With just a few weeks left in the school year, final exams are looming. This is an opportunity for students to make one last push to end the year with the best possible grades. While test scores and a rigorous curriculum certainly matter, grades are the single most important factor in college admission.
If you are a junior, these may be the last grades that colleges will consider in making admission decisions, especially if you plan to apply early decision or early action, or will be applying to a public university that only considers grades through junior year for admission purposes.
Colleges look at grade trends as well as cumulative grade point averages, so even if your early high school grades are not so great, you will benefit from earning your strongest grades this year. Of course, if you are a freshman or sophomore, getting good grades now means you don’t need to worry about low early grades pulling down your GPA. The higher your GPA, the fewer regrets you will have senior year and the more options you will have when it’s time to apply to colleges.
While your focus in the next few weeks will be on preparing for exams, it’s also helpful to take a long-term look at what you can do to improve your grades. One way to protect your GPA is to not overload on AP and Honors courses. While colleges do want students who are taking a rigorous curriculum, if taking four or five AP classes means you will be staying up past midnight studying and struggling to earn B grades, you may be risking your health rather than enhancing your college admission prospects. Take Honors and AP courses in your strongest subjects, or if those teachers are considered the best in the school, but find a balance that’s right for you.

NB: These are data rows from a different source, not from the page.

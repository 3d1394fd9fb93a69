//! A `Store` backed by MongoDB, with this collection/index layout:
//! `blocks` (unique on `height`), `carver_movements` (indexed on
//! `sequence`, `block_height`, `from`, `to`, `context_tx`,
//! `context_address`), `carver_addresses` (unique on `label`, indexed on
//! `sequence`, `block_height`).

use async_trait::async_trait;
use bson::doc;
use futures::TryStreamExt;
use mongodb::options::{FindOptions, IndexOptions};
use mongodb::{Client, Collection, IndexModel};

use crate::config::StoreConfig;
use crate::error::Result;
use crate::models::{Block, CarverAddress, CarverMovement, Label};

pub struct MongoStore {
    blocks: Collection<Block>,
    movements: Collection<CarverMovement>,
    addresses: Collection<CarverAddress>,
}

impl MongoStore {
    pub async fn connect(config: &StoreConfig) -> Result<Self> {
        let client = Client::with_uri_str(&config.connection_string).await?;
        let db = client.database(&config.database);

        let blocks = db.collection::<Block>("blocks");
        let movements = db.collection::<CarverMovement>("carver_movements");
        let addresses = db.collection::<CarverAddress>("carver_addresses");

        let store = Self {
            blocks,
            movements,
            addresses,
        };
        store.ensure_indexes().await?;
        Ok(store)
    }

    /// Creating an index that already exists is a no-op in MongoDB, so this
    /// is safe to call on every startup.
    async fn ensure_indexes(&self) -> Result<()> {
        let unique = |field: &str| {
            IndexModel::builder()
                .keys(doc! { field: 1 })
                .options(IndexOptions::builder().unique(true).build())
                .build()
        };
        let plain = |field: &str| IndexModel::builder().keys(doc! { field: 1 }).build();

        self.blocks.create_index(unique("height"), None).await?;
        self.blocks.create_index(plain("is_confirmed"), None).await?;

        self.movements.create_index(plain("sequence"), None).await?;
        self.movements.create_index(plain("block_height"), None).await?;
        self.movements
            .create_index(plain("from.value"), None)
            .await?;
        self.movements.create_index(plain("to.value"), None).await?;
        self.movements
            .create_index(plain("context_tx.value"), None)
            .await?;
        self.movements
            .create_index(plain("context_address.value"), None)
            .await?;

        self.addresses
            .create_index(unique("label.value"), None)
            .await?;
        self.addresses.create_index(plain("sequence"), None).await?;
        self.addresses
            .create_index(plain("block_height"), None)
            .await?;

        Ok(())
    }
}

#[async_trait]
impl super::Store for MongoStore {
    async fn insert_block(&self, block: Block) -> Result<()> {
        self.blocks
            .delete_many(doc! { "height": block.height as i64 }, None)
            .await?;
        self.blocks.insert_one(block, None).await?;
        Ok(())
    }

    async fn find_block_by_height(&self, height: u64) -> Result<Option<Block>> {
        Ok(self
            .blocks
            .find_one(doc! { "height": height as i64 }, None)
            .await?)
    }

    async fn last_block(&self) -> Result<Option<Block>> {
        let opts = FindOptions::builder()
            .sort(doc! { "height": -1 })
            .limit(1)
            .build();
        let mut cursor = self.blocks.find(doc! {}, opts).await?;
        Ok(cursor.try_next().await?)
    }

    async fn delete_blocks_with_height_gte(&self, height: u64) -> Result<()> {
        self.blocks
            .delete_many(doc! { "height": { "$gte": height as i64 } }, None)
            .await?;
        Ok(())
    }

    async fn unconfirmed_blocks_from(&self, from_height: u64) -> Result<Vec<Block>> {
        let opts = FindOptions::builder().sort(doc! { "height": 1 }).build();
        let cursor = self
            .blocks
            .find(
                doc! { "is_confirmed": false, "height": { "$gte": from_height as i64 } },
                opts,
            )
            .await?;
        Ok(cursor.try_collect().await?)
    }

    async fn mark_block_confirmed(&self, height: u64) -> Result<()> {
        self.blocks
            .update_one(
                doc! { "height": height as i64 },
                doc! { "$set": { "is_confirmed": true } },
                None,
            )
            .await?;
        Ok(())
    }

    async fn insert_movements(&self, movements: Vec<CarverMovement>) -> Result<()> {
        if movements.is_empty() {
            return Ok(());
        }
        self.movements.insert_many(movements, None).await?;
        Ok(())
    }

    async fn movements_with_height_gte_desc(
        &self,
        height: u64,
        limit: usize,
    ) -> Result<Vec<CarverMovement>> {
        let opts = FindOptions::builder()
            .sort(doc! { "sequence": -1 })
            .limit(limit as i64)
            .build();
        let cursor = self
            .movements
            .find(doc! { "block_height": { "$gte": height as i64 } }, opts)
            .await?;
        Ok(cursor.try_collect().await?)
    }

    async fn delete_movements_with_sequence_gte(&self, sequence: u64) -> Result<()> {
        self.movements
            .delete_many(doc! { "sequence": { "$gte": sequence as i64 } }, None)
            .await?;
        Ok(())
    }

    async fn max_movement_sequence(&self) -> Result<u64> {
        let opts = FindOptions::builder()
            .sort(doc! { "sequence": -1 })
            .limit(1)
            .build();
        let mut cursor = self.movements.find(doc! {}, opts).await?;
        Ok(cursor
            .try_next()
            .await?
            .map(|m| m.sequence)
            .unwrap_or(0))
    }

    async fn get_address(&self, label: &Label) -> Result<Option<CarverAddress>> {
        Ok(self
            .addresses
            .find_one(doc! { "label.value": &label.value }, None)
            .await?)
    }

    async fn save_addresses(&self, addresses: Vec<CarverAddress>) -> Result<()> {
        for address in addresses {
            self.addresses
                .update_one(
                    doc! { "label.value": &address.label.value },
                    doc! { "$set": bson::to_document(&address)? },
                    mongodb::options::UpdateOptions::builder()
                        .upsert(true)
                        .build(),
                )
                .await?;
        }
        Ok(())
    }

    async fn delete_addresses_with_height_gte(&self, height: u64) -> Result<()> {
        self.addresses
            .delete_many(doc! { "block_height": { "$gte": height as i64 } }, None)
            .await?;
        Ok(())
    }

    async fn max_address_sequence(&self) -> Result<u64> {
        let opts = FindOptions::builder()
            .sort(doc! { "sequence": -1 })
            .limit(1)
            .build();
        let mut cursor = self.addresses.find(doc! {}, opts).await?;
        Ok(cursor
            .try_next()
            .await?
            .map(|a| a.sequence)
            .unwrap_or(0))
    }
}
//! Synchronization primitives

use parking_lot::Mutex as ParkingLotMutex;
use crate::scheduler::TaskId;

/// Raya Mutex for task synchronization
pub struct RayaMutex {
    /// Internal mutex
    inner: ParkingLotMutex<()>,
    /// Current owner task ID
    owner: ParkingLotMutex<Option<TaskId>>,
}

impl RayaMutex {
    /// Create a new mutex
    pub fn new() -> Self {
        Self {
            inner: ParkingLotMutex::new(()),
            owner: ParkingLotMutex::new(None),
        }
    }

    /// Lock the mutex for a task
    pub fn lock(&self, task_id: TaskId) -> bool {
        let _guard = self.inner.lock();
        *self.owner.lock() = Some(task_id);
        true
    }

    /// Unlock the mutex
    pub fn unlock(&self, task_id: TaskId) -> bool {
        let mut owner = self.owner.lock();
        if *owner == Some(task_id) {
            *owner = None;
            drop(owner);
            // Unlock happens automatically when guard is dropped
            true
        } else {
            false
        }
    }

    /// Check if locked by a specific task
    pub fn is_locked_by(&self, task_id: TaskId) -> bool {
        *self.owner.lock() == Some(task_id)
    }
}

impl Default for RayaMutex {
    fn default() -> Self {
        Self::new()
    }
}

Choosing the right classes is the first step. Then you can focus on doing your best in those classes. Many students listen passively, or not at all, when they are in class. But if you participate in class discussions and ask questions, you learn the material at a deeper level and are much more likely to remember what you are learning. This kind of active approach will serve you well in college. It will also help you get into college since teachers will appreciate the fact that you are actively engaged in learning, and will be able to write college application recommendations that praise your contributions to their class. You may even find that you need to spend less time studying at home if you are really listening and participating in class.
Continue the active approach to learning by taking good notes, in class and when you’re reading a textbook. Accurate, reliable notes will be enormously helpful when it’s time to study for exams in high school and college. Review your notes each night to make sure you understand what you’ve written, and to solidify what you learned that day.
Read the assigned chapter before class and you will get much more out of the class. If you don’t have time to read the whole chapter, at least read the titles, subtitles, boldfaced text and summaries, so that the material will be somewhat familiar in class the next day.
It is not a sign of weakness to ask for help. In fact, the most successful people acknowledge that they need other people in order to do their job well. Getting help as soon as you feel confused is especially important when it comes to math and science, which build on previous knowledge. If you are lost in a sea of trigonometric equations, ask your teacher or a classmate to help you sort out sine from cosine as soon as possible.
Make a study schedule and stick to it. At the start of each week, allocate time according to the demands of each class, so if you have a Spanish test coming up, schedule extra time that week to prepare. If your job or extracurricular activities leave you too exhausted to study, it’s time to cut back. School is your most important job.
Eliminate distractions during study time. That means no checking Facebook or e-mail. No text messages. If you focus on your work, you will find yourself finishing in half the time, and then you can enjoy all the guilt-free texting you want.
When you are studying, pretend you have to teach the material to your class the next day. When you can explain it to someone else, you will understand it at a deeper level and will be more likely to retain it.
Develop good study habits early in your high school career and you will have many options for college. You will also be more successful once you get there.